I was able to have a small celebration last night with a group of friends who have surrounded me with laughter, love and support in many ways. Some a constant fixture in our lives, others we met as aquaintances and now they have become friends. As I looked around the table, I am amazed at the connections and six degrees of separation between the friends in our life. Seemingly random friendships at first, yet soon we realize the commonalities between groups of people.  A shared history of memories.  I feel lucky. I feel fortunate and blessed to celebrate one year in remission. To celebrate the power of friendship. We can create our own luck. We can choose happiness.

Thank you to everyone who came out to the Huether to raise a glass to pause for a moment and make a realization that we are incredibly fortunate, and pretty darn LUCKY.

Saturday, June 27, 2015

525 600 minutes

RENT - Seasons of Love


Five hundred twenty five thousand six hundred minutes
Five hundred twenty five thousand moments, oh dear
Five hundred twenty five thousand six hundred minutes
How do you measure, measure a year?

In daylights, in sunsets
In midnights, in cups of coffee
In inches, in miles, in laughter, in strife
In five hundred twenty five thousand six hundred minutes
How do you measure, a year in the life?

How about love?
How about love?
How about love?
Measure in love
Seasons of love

Five hundred twenty five thousand six hundred minutes
Five hundred twenty five thousand journeys to plan
Five hundred twenty five thousand six hundred minutes
How do you measure the life of a woman or a man?
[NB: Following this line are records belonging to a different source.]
use crate::controller::{ActivationReport, ControllerState, ToggleController};
use crate::process::ProcessHost;
use crate::window_locator::WindowSystem;
use tokio::sync::{mpsc, oneshot};
use tracing::{debug, error, info, warn};

/// Events delivered to the controller task, strictly one at a time.
#[derive(Debug)]
pub enum ControlEvent {
    /// The hotkey was pressed. `reply` receives the outcome when the source wants it.
    Activate {
        reply: Option<oneshot::Sender<Result<ActivationReport, String>>>,
    },
    /// Report the controller state
    Status { reply: oneshot::Sender<ControllerState> },
    /// Leave the event loop and exit with `code`
    Shutdown { code: i32 },
}

/// Owns the controller exclusively; every other subsystem talks to it via the queue.
pub struct Daemon<P: ProcessHost, W: WindowSystem> {
    controller: ToggleController<P, W>,
}

impl<P: ProcessHost, W: WindowSystem> Daemon<P, W> {
    pub fn new(controller: ToggleController<P, W>) -> Self {
        Daemon { controller }
    }

    /// Main event loop. Returns the process exit code.
    pub async fn run(mut self, mut events: mpsc::UnboundedReceiver<ControlEvent>) -> i32 {
        info!(
            "Starting daemon event loop for '{}'",
            self.controller.spec().command_line()
        );

        while let Some(event) = events.recv().await {
            if let Some(code) = self.handle_event(event) {
                info!("Shutdown requested (exit code {})", code);
                return code;
            }
        }

        info!("All event sources closed, shutting down");
        0
    }

    fn handle_event(&mut self, event: ControlEvent) -> Option<i32> {
        debug!("Control event: {:?}, State: {:?}", event, self.controller.state());

        match event {
            ControlEvent::Activate { reply } => {
                // Launching runs inline; later events wait until it returns
                let outcome = self.controller.activate().map_err(|e| {
                    error!("Hotkey activation failed: {}", e);
                    format!("{:#}", anyhow::Error::new(e))
                });

                if let Some(reply) = reply {
                    if reply.send(outcome).is_err() {
                        warn!("Activation requester went away before the reply");
                    }
                }
                None
            }
            ControlEvent::Status { reply } => {
                if reply.send(self.controller.state()).is_err() {
                    warn!("Status requester went away before the reply");
                }
                None
            }
            ControlEvent::Shutdown { code } => Some(code),
        }
    }
}

/// Translate Ctrl+C (and SIGTERM on Unix) into a shutdown event.
pub fn spawn_signal_listener(tx: mpsc::UnboundedSender<ControlEvent>) {
    tokio::spawn(async move {
        if let Err(e) = wait_for_signal().await {
            error!("Failed to listen for termination signals: {}", e);
            return;
        }
        info!("Termination signal received");
        let _ = tx.send(ControlEvent::Shutdown { code: 0 });
    });
}

#[cfg(unix)]
async fn wait_for_signal() -> std::io::Result<()> {
    use tokio::signal::unix::{SignalKind, signal};

    let mut term = signal(SignalKind::terminate())?;
    tokio::select! {
        result = tokio::signal::ctrl_c() => result,
        _ = term.recv() => Ok(()),
    }
}

#[cfg(not(unix))]
async fn wait_for_signal() -> std::io::Result<()> {
    tokio::signal::ctrl_c().await
}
In truths that she learned
Or in times that he cried
In bridges he burned or the way that she died
It's time now, to sing out
Though the story never ends

Let's celebrate
Remember a year in the life of friends

What an amazing feeling to be able to look back and realize that I am soon able to measure my remission from Hodgkins Lymphoma in years. As I approach July 2015, it will be one year that I arrived back in Wiarton with K and K - bottle of champagne in hand to celebrate a PET scan that showed I was in remission 3 months into chemotherapy.  This past week there were many reasons to celebrate. I received a letter from Long Term Disability confirming that my official return to work date is September 1, 2015. I enjoyed a very full week orientating myself to my new position for next year, participating in several meetings, signing for my laptop/cell phone. A tour of my new office. A very emotional send-off party with my staff at Lackner. I felt like a young girl in university who was leaving home for the first time. While I would be in new surroundings, I still do feel like I will be able to call Lackner Woods home and return for support and solitude in my new position. Our extended yurting family enjoyed our traditional celebration of the End of Year Foo Fah Party.  A celebration of our children's successes. And the ever favourite tradition of burning their notes from the previous year. A symbol of the amount of work and pressure our kids today in the classroom. How amazing is it to learn how many of our children were recognized for Citizenship awards, Art awards, Honours distinction,  Valedictorian, Athletic and Music awards. A testament to the wonderful adults our kids are supported by. We are so very blessed for our extended chosen family. As I reflect on the past year and the challenges our family has so humbly and successfully met, I am in wonder of what we are able to rise above. We have much to look forward to this summer. A quick trip to Grand Bend, Tragically Hip concert, Huether patio remission celebration, a month of leadership camp for Cam, a long-awaited trip to Calgary for Jordan and I, the Stampede, girls horse camp, road trip to Jasper, massage/spa day, cottage weekends, Darien Lake, Southampton family weekend. Before we know it, 8 weeks will have passed and we will be ready to embark on new adventures of Itinerant DST role and Grade 10-11. How quickly the days, months and years pass. Those 525 600 minutes fly by, thankfully bringing me minutes, days and weeks closer to what the medical profession considers a cure.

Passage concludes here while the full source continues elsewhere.